Steve is usually not given to hyperbole, but in this case he has left me scratching my head too. I have that 6.5" driver. Minimum impedance was 4 Ohms. That's fine.

The 4 Ohm mid-woofer is 3 dB more sensitive than the 8 Ohm counterpart so you'll probably have to pad the tweeter down less than you would otherwise. This is overall a good thing, but of course, this is a three way..... so at the end of the day all 3 drivers must match in terms of sensitivity.

There's no reason to match impedance of your drivers so long as your final result is an amplifier friendly load. The 18W/4531 is fine.

Best,

E
 
Well, 4 Ω is half of 8 Ω ! The amplifier sees low Z and pumps current, and reactance introduced by passive components together with the speaker might cause the power devices to die ! With a 2 way speaker that not might be a problem as the woofer makes the major job and the components number is relatively low
 
Hey Pico!

Most decent amps solid state amps can handle 4 Ohms, no problem! And many good tube amps can handle this at a low phase angle as well.

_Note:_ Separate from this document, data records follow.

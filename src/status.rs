//! Freshness classification of a scraped series.
//!
//! The classification is derived on demand from a [`Snapshot`] and is
//! never stored. Rules, first match wins:
//!
//! 1. no snapshot or no publications: `Unknown`
//! 2. latest upload is 90+ days old, or a group preference is set and the
//!    latest uploader does not match it: `Red`
//! 3. latest upload is 80 to 89 days old, or more than one group uploaded
//!    the newest chapter: `Yellow`
//! 4. otherwise `Green`
//!
//! A missing or unparseable upload date counts as published today.

use chrono::NaiveDate;

use crate::{
    types::{FreshnessStatus, GroupPreference, Snapshot},
    utils,
};

pub const STALE_AFTER_DAYS: i64 = 90;
pub const AGING_AFTER_DAYS: i64 = 80;

pub fn classify(
    snapshot: Option<&Snapshot>,
    preference: &GroupPreference,
    today: NaiveDate,
) -> FreshnessStatus {
    let Some(snapshot) = snapshot else {
        return FreshnessStatus::Unknown;
    };
    let Some(latest) = snapshot.latest() else {
        return FreshnessStatus::Unknown;
    };

    let published = latest.published_on().unwrap_or(today);
    let age = utils::days_between(published, today);

    if age >= STALE_AFTER_DAYS || (preference.is_set() && !preference.matches(&latest.group)) {
        return FreshnessStatus::Red;
    }

    if age >= AGING_AFTER_DAYS || snapshot.publications.len() > 1 {
        return FreshnessStatus::Yellow;
    }

    FreshnessStatus::Green
}
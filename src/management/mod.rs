mod store;
mod watchlist;

pub use store::EntryStore;
pub use watchlist::WATCHLIST_FILE;
pub use watchlist::WatchlistManager;
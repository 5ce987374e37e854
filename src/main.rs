use std::path::PathBuf;

use clap::{
    Args, CommandFactory, Parser, Subcommand,
    builder::{
        Styles,
        styling::{AnsiColor, Effects},
    },
};
use clap_complete::{Shell, generate};
use tracing_subscriber::{EnvFilter, layer::SubscriberExt, util::SubscriberInitExt};

use mangawatch::{cli, config, types::GroupPreference, warning};

fn styles() -> Styles {
    Styles::styled()
        .header(AnsiColor::White.on_default() | Effects::BOLD)
        .usage(AnsiColor::White.on_default() | Effects::BOLD)
        .literal(AnsiColor::BrightBlue.on_default())
        .placeholder(AnsiColor::BrightGreen.on_default())
}

#[derive(Parser, Debug, Clone)]
#[clap(
  version = env!("CARGO_PKG_VERSION"),
  name=env!("CARGO_PKG_NAME"),
  bin_name=env!("CARGO_PKG_NAME"),
  about=env!("CARGO_PKG_DESCRIPTION"),
  styles=styles(),
)]
struct Cli {
    #[clap(subcommand)]
    command: Command,
}

#[derive(Subcommand, Debug, Clone)]
pub enum Command {
    /// Check followed series for fresh chapters
    Check(CheckOptions),

    /// Handle the watchlist of followed series
    List(ListOptions),

    /// Get shell completions
    Completions(CompletionsOption),
}

#[derive(Parser, Debug, Clone)]
pub struct CheckOptions {
    /// Series links to check instead of the watchlist
    pub urls: Vec<String>,

    #[command(flatten)]
    pub preference: PreferenceArgs,

    /// Store the given links as the new watchlist
    #[clap(long, requires = "urls")]
    pub save: bool,

    /// Do not offer to retry failed series
    #[clap(long)]
    pub no_prompt: bool,
}

#[derive(Args, Debug, Clone)]
#[group(multiple = false)]
pub struct PreferenceArgs {
    /// Scan group expected to upload the newest chapter (substring, case-insensitive)
    #[clap(long, value_parser = clap::value_parser!(GroupPreference))]
    pub group: Option<GroupPreference>,

    /// Accept uploads from any group
    #[clap(long)]
    pub any_group: bool,
}

impl PreferenceArgs {
    fn resolve(self) -> Option<GroupPreference> {
        if self.any_group {
            return Some(GroupPreference::Any);
        }
        self.group
    }
}

#[derive(Parser, Debug, Clone)]
#[command(
    about = "Handle the watchlist of followed series",
    args_conflicts_with_subcommands = true
)]
pub struct ListOptions {
    /// Subcommands under `list` (e.g., `add`)
    #[command(subcommand)]
    pub command: Option<ListSubcommand>,
}

#[derive(Subcommand, Debug, Clone)]
pub enum ListSubcommand {
    /// Follow one or more series
    Add { urls: Vec<String> },

    /// Stop following a series
    Remove { url: String },

    /// Replace the watchlist with the links of a text file, one per line
    Import { file: PathBuf },

    /// Remove every series from the watchlist
    Clear,
}

#[derive(Parser, Debug, Clone)]
pub struct CompletionsOption {
    shell: Shell,
}

#[tokio::main]
async fn main() {
    tracing_subscriber::registry()
        .with(EnvFilter::try_from_default_env().unwrap_or_else(|_| "warn".into()))
        .with(tracing_subscriber::fmt::layer().with_writer(std::io::stderr))
        .init();

    if let Err(e) = config::load_env().await {
        warning!("Cannot load environment. Err: {}", e);
    }

    let cli = Cli::parse();

    match cli.command {
        Command::Check(opt) => {
            cli::check(opt.urls, opt.preference.resolve(), opt.save, !opt.no_prompt).await
        }
        Command::List(opt) => match opt.command {
            Some(ListSubcommand::Add { urls }) => cli::add_to_watchlist(urls).await,
            Some(ListSubcommand::Remove { url }) => cli::remove_from_watchlist(url).await,
            Some(ListSubcommand::Import { file }) => cli::import_watchlist(file).await,
            Some(ListSubcommand::Clear) => cli::clear_watchlist().await,
            None => cli::list_watchlist().await,
        },
        Command::Completions(opt) => {
            let mut cmd = Cli::command_for_update();
            let name = cmd.get_name().to_string();
            generate(opt.shell, &mut cmd, name, &mut std::io::stdout())
        }
    }
}
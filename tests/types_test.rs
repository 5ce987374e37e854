use std::time::Duration;

use mangawatch::{
    cli::{PromptAction, parse_prompt},
    config::{DEFAULT_REQUEST_TIMEOUT_SECS, parse_timeout},
    types::{Entry, GroupPreference, Lifecycle, Progress, ScrapeErrorBody, Snapshot},
};

#[test]
fn test_group_preference_from_str() {
    assert_eq!(
        "Bokugen Translation".parse::<GroupPreference>().unwrap(),
        GroupPreference::Group("Bokugen Translation".to_string())
    );
    assert_eq!("  spaced ".parse::<GroupPreference>().unwrap(), GroupPreference::Group("spaced".to_string()));
    assert_eq!("any".parse::<GroupPreference>().unwrap(), GroupPreference::Any);
    assert_eq!("ANY".parse::<GroupPreference>().unwrap(), GroupPreference::Any);
    assert_eq!("*".parse::<GroupPreference>().unwrap(), GroupPreference::Any);

    let result = "   ".parse::<GroupPreference>();
    assert!(result.is_err());
    assert!(result.unwrap_err().contains("cannot be empty"));
}

#[test]
fn test_group_preference_matches() {
    let preference = GroupPreference::Group("bokugen".to_string());
    assert!(preference.matches("Bokugen Translation"));
    assert!(preference.matches("BOKUGEN"));
    assert!(!preference.matches("Other Scans"));
    assert!(preference.is_set());

    assert!(GroupPreference::Any.matches("anything"));
    assert!(!GroupPreference::Any.is_set());
}

#[test]
fn test_snapshot_accepts_english_field_names() {
    let snapshot: Snapshot = serde_json::from_str(
        r#"{
            "title": "Title",
            "cover_image_url": "https://example.org/cover.jpg",
            "latest_chapter_label": "Chapter 3",
            "publications": [{"group": "Alpha", "date": null}],
            "source_url": "https://example.org/title"
        }"#,
    )
    .unwrap();

    assert_eq!(snapshot.cover(), Some("https://example.org/cover.jpg"));
    assert_eq!(snapshot.latest().unwrap().group, "Alpha");
    assert!(snapshot.latest().unwrap().date.is_none());
}

#[test]
fn test_snapshot_tolerates_missing_optional_fields() {
    let snapshot: Snapshot = serde_json::from_str(
        r#"{"titulo": "T", "ultimo_capitulo": "C", "url": "https://example.org/t"}"#,
    )
    .unwrap();

    assert!(snapshot.cover().is_none());
    assert!(snapshot.publications.is_empty());
    assert!(snapshot.latest().is_none());
}

#[test]
fn test_error_body_detail() {
    let body: ScrapeErrorBody = serde_json::from_str(r#"{"detail": "Error de red"}"#).unwrap();
    assert_eq!(body.detail_message().as_deref(), Some("Error de red"));

    let body: ScrapeErrorBody = serde_json::from_str(r#"{"detail": "   "}"#).unwrap();
    assert_eq!(body.detail_message(), None);

    let body: ScrapeErrorBody = serde_json::from_str(r#"{"detail": [{"msg": "x"}]}"#).unwrap();
    assert_eq!(body.detail_message(), None);

    let body: ScrapeErrorBody = serde_json::from_str("{}").unwrap();
    assert_eq!(body.detail_message(), None);
}

#[test]
fn test_entry_accessors_follow_lifecycle() {
    let mut entry = Entry::pending("a");
    assert!(entry.snapshot().is_none());
    assert!(entry.error_message().is_none());
    assert!(!entry.is_settled());

    entry.lifecycle = Lifecycle::Loading;
    assert!(!entry.is_settled());
    assert_eq!(entry.lifecycle.label(), "loading");

    entry.lifecycle = Lifecycle::Failed("boom".to_string());
    assert!(entry.is_failed());
    assert!(entry.is_settled());
    assert_eq!(entry.error_message(), Some("boom"));
    assert!(entry.snapshot().is_none());
}

#[test]
fn test_progress() {
    let progress = Progress::start(4);
    assert_eq!(progress, Progress { completed: 0, total: 4 });
    assert!(!progress.is_done());
    assert_eq!(progress.to_string(), "0/4");

    assert!(Progress::default().is_done());
}

#[test]
fn test_parse_timeout() {
    let default = Some(Duration::from_secs(DEFAULT_REQUEST_TIMEOUT_SECS));

    assert_eq!(parse_timeout(None), default);
    assert_eq!(parse_timeout(Some("garbage")), default);
    assert_eq!(parse_timeout(Some(" 30 ")), Some(Duration::from_secs(30)));
    assert_eq!(parse_timeout(Some("0")), None);
}

#[test]
fn test_parse_prompt() {
    assert_eq!(parse_prompt("r"), PromptAction::RetryFailed);
    assert_eq!(parse_prompt(" Retry \n"), PromptAction::RetryFailed);
    assert_eq!(parse_prompt("3"), PromptAction::RetryRow(3));
    assert_eq!(parse_prompt("q"), PromptAction::Quit);
    assert_eq!(parse_prompt(""), PromptAction::Quit);
    assert_eq!(parse_prompt("0"), PromptAction::Invalid("0".to_string()));
    assert_eq!(parse_prompt("nope"), PromptAction::Invalid("nope".to_string()));
}

#[test]
fn test_cover_label_falls_back_to_placeholder() {
    let mut snapshot: Snapshot = serde_json::from_str(
        r#"{"titulo": "T", "imagen": "  ", "ultimo_capitulo": "C", "url": "https://example.org/t"}"#,
    )
    .unwrap();
    assert_eq!(snapshot.cover_label(), "-");

    snapshot.cover_image_url = Some("https://example.org/cover.jpg".to_string());
    assert_eq!(snapshot.cover_label(), "https://example.org/cover.jpg");
}
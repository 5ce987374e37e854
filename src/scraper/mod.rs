//! # Scraper Integration Module
//!
//! This module is the boundary between mangawatch and the scraping service
//! that renders series pages and extracts the newest chapter. The rest of
//! the crate only sees the [`FetchGateway`] trait: one series link in, one
//! [`Snapshot`] or [`FetchError`] out.
//!
//! ## Architecture
//!
//! ```text
//! Orchestrator (windows of concurrent fetches)
//!          ↓
//! FetchGateway trait
//!          ↓
//! HttpGateway (reqwest, JSON)
//!          ↓
//! Scraper service  POST /api/scrape-manga {"url": ...}
//! ```
//!
//! ## Error Mapping
//!
//! - connection failures and client timeouts become [`FetchError::Transport`]
//! - non-success statuses become [`FetchError::Server`], carrying the
//!   `detail` string of the error body when one can be decoded
//! - success statuses with an undecodable body become [`FetchError::Parse`]
//!
//! A gateway never retries on its own. Retrying is a user decision taken
//! through the orchestrator.

mod http;

use async_trait::async_trait;

use crate::{error::FetchError, types::Snapshot};

pub use http::HttpGateway;

#[async_trait]
pub trait FetchGateway: Send + Sync {
    async fn fetch(&self, id: &str) -> Result<Snapshot, FetchError>;
}
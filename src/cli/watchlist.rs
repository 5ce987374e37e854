use std::path::PathBuf;

use tabled::Table;

use crate::{
    error, info, management::WatchlistManager, success, types::WatchlistTableRow, utils, warning,
};

pub async fn list_watchlist() {
    let watchlist = load().await;
    if watchlist.urls().is_empty() {
        warning!("The watchlist is empty. Add series with `mangawatch list add <URL>`.");
        return;
    }

    let rows: Vec<WatchlistTableRow> = watchlist
        .urls()
        .iter()
        .enumerate()
        .map(|(i, url)| WatchlistTableRow {
            index: i + 1,
            url: url.clone(),
        })
        .collect();

    println!("{}", Table::new(rows));
    info!("{} series in {}", watchlist.urls().len(), watchlist.path().display());
}

pub async fn add_to_watchlist(urls: Vec<String>) {
    let mut watchlist = load().await;

    let added = utils::dedup_ids(urls)
        .iter()
        .filter(|url| watchlist.add(url))
        .count();

    if added == 0 {
        warning!("Nothing new to add.");
        return;
    }

    save(&watchlist).await;
    success!("Added {} series.", added);
}

pub async fn remove_from_watchlist(url: String) {
    let mut watchlist = load().await;
    if !watchlist.remove(&url) {
        warning!("{} is not on the watchlist.", url);
        return;
    }

    save(&watchlist).await;
    success!("Removed {}.", url);
}

/// Replaces the watchlist with the links found in a text file.
pub async fn import_watchlist(file: PathBuf) {
    let content = match async_fs::read_to_string(&file).await {
        Ok(content) => content,
        Err(e) => error!("Cannot read {}. Err: {}", file.display(), e),
    };

    let urls = utils::parse_url_list(&content);
    if urls.is_empty() {
        warning!("No links found in {}.", file.display());
        return;
    }

    let mut watchlist = WatchlistManager::at_default_location();
    let count = urls.len();
    watchlist.replace(urls);
    save(&watchlist).await;
    success!("Imported {} series from {}.", count, file.display());
}

pub async fn clear_watchlist() {
    let mut watchlist = load().await;
    watchlist.clear();
    save(&watchlist).await;
    success!("Watchlist cleared.");
}

async fn load() -> WatchlistManager {
    match WatchlistManager::at_default_location().load().await {
        Ok(watchlist) => watchlist,
        Err(e) => error!("Cannot load watchlist. Err: {}", e),
    }
}

async fn save(watchlist: &WatchlistManager) {
    if let Err(e) = watchlist.persist().await {
        error!("Cannot save watchlist. Err: {}", e);
    }
}
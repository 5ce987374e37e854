//! Build script for the mangawatch CLI.
//!
//! Copies the `.env.example` configuration template into the user's local
//! data directory, next to where the application looks for its `.env`.
//!
//! - Linux: `~/.local/share/mangawatch/.env.example`
//! - macOS: `~/Library/Application Support/mangawatch/.env.example`
//! - Windows: `%LOCALAPPDATA%/mangawatch/.env.example`
//!
//! A missing template only produces a cargo warning; directory or copy
//! failures fail the build.

use std::{env, fs, path::PathBuf};

fn main() -> Result<(), Box<dyn std::error::Error>> {
    println!("cargo:rerun-if-changed=.env.example");

    let manifest_dir = PathBuf::from(env::var("CARGO_MANIFEST_DIR")?);
    let env_example_path = manifest_dir.join(".env.example");

    let mut out_dir = dirs::data_local_dir().unwrap_or_else(|| PathBuf::from("."));
    out_dir.push("mangawatch");
    fs::create_dir_all(&out_dir)?;

    if env_example_path.is_file() {
        let contents = fs::read_to_string(&env_example_path)?;
        fs::write(out_dir.join(".env.example"), contents)?;
    } else {
        println!(
            "cargo:warning=.env.example not found at {}",
            env_example_path.display()
        );
    }

    Ok(())
}
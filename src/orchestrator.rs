//! Bounded-concurrency execution of scrape requests.
//!
//! A batch is split into consecutive windows of [`WINDOW_SIZE`] ids. The
//! fetches of one window run concurrently on the calling task and the next
//! window only starts once every fetch of the current one has settled, so
//! the scraper never sees more than [`WINDOW_SIZE`] requests from us at a
//! time. Each settled fetch is written to the [`EntryStore`] and bumps the
//! batch [`Progress`] straight away, without waiting for its siblings.
//!
//! Failures never leave a fetch: they end up as a failed entry that can be
//! retried one by one ([`BatchOrchestrator::retry_one`]) or all at once
//! ([`BatchOrchestrator::retry_failed`]). There is no cancellation; a
//! started batch runs to the end.

use std::sync::{
    Arc, PoisonError, RwLock,
    atomic::{AtomicBool, Ordering},
};

use chrono::NaiveDate;
use futures::future::join_all;
use tokio::sync::watch;
use tracing::{debug, warn};

use crate::{
    management::EntryStore,
    scraper::FetchGateway,
    status,
    types::{Entry, FreshnessStatus, GroupPreference, Progress},
    utils,
};

/// Maximum number of scrape requests in flight during a batch.
pub const WINDOW_SIZE: usize = 3;

pub struct BatchOrchestrator {
    gateway: Arc<dyn FetchGateway>,
    store: Arc<EntryStore>,
    progress: watch::Sender<Progress>,
    running: AtomicBool,
    preference: RwLock<Option<GroupPreference>>,
}

struct RunningGuard<'a>(&'a AtomicBool);

impl Drop for RunningGuard<'_> {
    fn drop(&mut self) {
        self.0.store(false, Ordering::Release);
    }
}

impl BatchOrchestrator {
    pub fn new(gateway: Arc<dyn FetchGateway>) -> Self {
        Self::with_store(gateway, Arc::new(EntryStore::new()))
    }

    pub fn with_store(gateway: Arc<dyn FetchGateway>, store: Arc<EntryStore>) -> Self {
        let (progress, _) = watch::channel(Progress::default());
        Self {
            gateway,
            store,
            progress,
            running: AtomicBool::new(false),
            preference: RwLock::new(None),
        }
    }

    /// Checks every id from scratch.
    ///
    /// Returns `None` without touching anything when `ids` is empty or a
    /// batch is already running. Otherwise the store is reseeded with the
    /// ids, every entry is marked loading right away and the final progress
    /// of the batch is returned.
    pub async fn run_all(&self, ids: Vec<String>, preference: GroupPreference) -> Option<Progress> {
        let ids = utils::dedup_ids(ids);
        if ids.is_empty() {
            debug!("run rejected: no ids");
            return None;
        }

        let Some(_guard) = self.try_begin() else {
            warn!("run rejected: a batch is already in flight");
            return None;
        };

        *self
            .preference
            .write()
            .unwrap_or_else(PoisonError::into_inner) = Some(preference);
        self.store.seed(&ids);
        for id in &ids {
            self.store.begin_loading(id);
        }

        Some(self.run_batch(ids).await)
    }

    /// Re-runs every entry that is failed right now. Other entries are left
    /// alone. Returns `None` when nothing failed or a batch is running.
    pub async fn retry_failed(&self) -> Option<Progress> {
        let Some(_guard) = self.try_begin() else {
            warn!("retry rejected: a batch is already in flight");
            return None;
        };

        let failed = self.store.failed_ids();
        if failed.is_empty() {
            debug!("retry skipped: nothing failed");
            return None;
        }

        Some(self.run_batch(failed).await)
    }

    /// Fetches one entry again outside of any batch. Progress is not
    /// touched and this may run while a batch is in flight.
    ///
    /// Returns `false` if `id` is not part of the current working set.
    pub async fn retry_one(&self, id: &str) -> bool {
        if !self.store.contains(id) {
            warn!(id, "retry of an unknown entry ignored");
            return false;
        }

        self.fetch_task(id).await;
        true
    }

    pub fn is_running(&self) -> bool {
        self.running.load(Ordering::Acquire)
    }

    /// Drops every entry and resets progress. Must not be called while a
    /// batch is running.
    pub fn clear(&self) {
        debug_assert!(!self.is_running(), "clear called during a batch");
        self.store.clear();
        self.progress.send_replace(Progress::default());
    }

    pub fn progress(&self) -> Progress {
        *self.progress.borrow()
    }

    /// Receives every progress change of this orchestrator.
    pub fn subscribe(&self) -> watch::Receiver<Progress> {
        self.progress.subscribe()
    }

    pub fn entries(&self) -> Vec<Entry> {
        self.store.entries()
    }

    pub fn store(&self) -> &Arc<EntryStore> {
        &self.store
    }

    /// The preference of the last run. Nothing has run yet when `None`.
    pub fn preference(&self) -> Option<GroupPreference> {
        self.preference
            .read()
            .unwrap_or_else(PoisonError::into_inner)
            .clone()
    }

    /// Current entries together with their freshness as of `today`.
    pub fn classified(&self, today: NaiveDate) -> Vec<(Entry, FreshnessStatus)> {
        let preference = self.preference().unwrap_or(GroupPreference::Any);
        self.store
            .entries()
            .into_iter()
            .map(|entry| {
                let status = status::classify(entry.snapshot(), &preference, today);
                (entry, status)
            })
            .collect()
    }

    fn try_begin(&self) -> Option<RunningGuard<'_>> {
        self.running
            .compare_exchange(false, true, Ordering::AcqRel, Ordering::Acquire)
            .ok()
            .map(|_| RunningGuard(&self.running))
    }

    async fn run_batch(&self, ids: Vec<String>) -> Progress {
        self.progress.send_replace(Progress::start(ids.len()));

        for (window, chunk) in ids.chunks(WINDOW_SIZE).enumerate() {
            debug!(window, size = chunk.len(), "starting window");
            let tasks = chunk.iter().map(|id| async move {
                self.fetch_task(id).await;
                self.progress
                    .send_modify(|p| p.completed = (p.completed + 1).min(p.total));
            });
            join_all(tasks).await;
        }

        let progress = self.progress();
        debug!(%progress, "batch finished");
        progress
    }

    async fn fetch_task(&self, id: &str) {
        self.store.begin_loading(id);
        match self.gateway.fetch(id).await {
            Ok(snapshot) => self.store.complete_success(id, snapshot),
            Err(e) => {
                warn!(id, error = %e, "fetch failed");
                self.store.complete_failure(id, e.user_message());
            }
        }
    }
}
use std::{
    collections::HashMap,
    sync::{PoisonError, RwLock, RwLockReadGuard, RwLockWriteGuard},
};

use tracing::warn;

use crate::types::{Entry, Lifecycle, Snapshot};

#[derive(Debug, Default)]
struct Entries {
    ordered: Vec<Entry>,
    positions: HashMap<String, usize>,
}

/// In-memory lifecycle records of the current working set, in input order.
///
/// Every mutation is keyed by id and simply overwrites what the id holds, so
/// results may land in any order. Updates for ids that are not in the store,
/// such as a single retry settling after `clear`, are dropped. Readers only
/// ever get clones.
///
/// `seed` and `clear` must not be called while a batch is in flight.
#[derive(Debug, Default)]
pub struct EntryStore {
    inner: RwLock<Entries>,
}

impl EntryStore {
    pub fn new() -> Self {
        Self::default()
    }

    /// Replaces the store with one pending entry per id. Repeated ids keep
    /// their first position.
    pub fn seed<S: AsRef<str>>(&self, ids: &[S]) {
        let mut entries = Entries::default();
        for id in ids {
            let id = id.as_ref();
            if entries.positions.contains_key(id) {
                continue;
            }
            entries
                .positions
                .insert(id.to_string(), entries.ordered.len());
            entries.ordered.push(Entry::pending(id));
        }

        *self.write() = entries;
    }

    pub fn begin_loading(&self, id: &str) {
        self.set(id, Lifecycle::Loading);
    }

    pub fn complete_success(&self, id: &str, snapshot: Snapshot) {
        self.set(id, Lifecycle::Success(snapshot));
    }

    pub fn complete_failure(&self, id: &str, message: impl Into<String>) {
        self.set(id, Lifecycle::Failed(message.into()));
    }

    pub fn clear(&self) {
        *self.write() = Entries::default();
    }

    pub fn entries(&self) -> Vec<Entry> {
        self.read().ordered.clone()
    }

    pub fn get(&self, id: &str) -> Option<Entry> {
        let entries = self.read();
        entries
            .positions
            .get(id)
            .map(|&pos| entries.ordered[pos].clone())
    }

    pub fn contains(&self, id: &str) -> bool {
        self.read().positions.contains_key(id)
    }

    pub fn failed_ids(&self) -> Vec<String> {
        self.read()
            .ordered
            .iter()
            .filter(|e| e.is_failed())
            .map(|e| e.id.clone())
            .collect()
    }

    pub fn len(&self) -> usize {
        self.read().ordered.len()
    }

    pub fn is_empty(&self) -> bool {
        self.len() == 0
    }

    fn set(&self, id: &str, lifecycle: Lifecycle) {
        let mut entries = self.write();
        match entries.positions.get(id).copied() {
            Some(pos) => entries.ordered[pos].lifecycle = lifecycle,
            None => warn!(id, "dropping lifecycle update for an id not in the store"),
        }
    }

    // Every critical section is a plain assignment, so a poisoned lock
    // still guards consistent data.
    fn read(&self) -> RwLockReadGuard<'_, Entries> {
        self.inner.read().unwrap_or_else(PoisonError::into_inner)
    }

    fn write(&self) -> RwLockWriteGuard<'_, Entries> {
        self.inner.write().unwrap_or_else(PoisonError::into_inner)
    }
}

With a 3 way crossover the impedance of the drivers does not actually parallel. That is, with 3 x 8 Ohm drivers you don't end up with a minimum impedance of 8/3 = 2 2/3 Ohm! The minimum impedance is usually the minimum impedance of the lowest impedance driver, though this can change with EQ circuits, etc. but I don't see a problem necessarily with using a 4 Ohm midrange in a 3 way speaker.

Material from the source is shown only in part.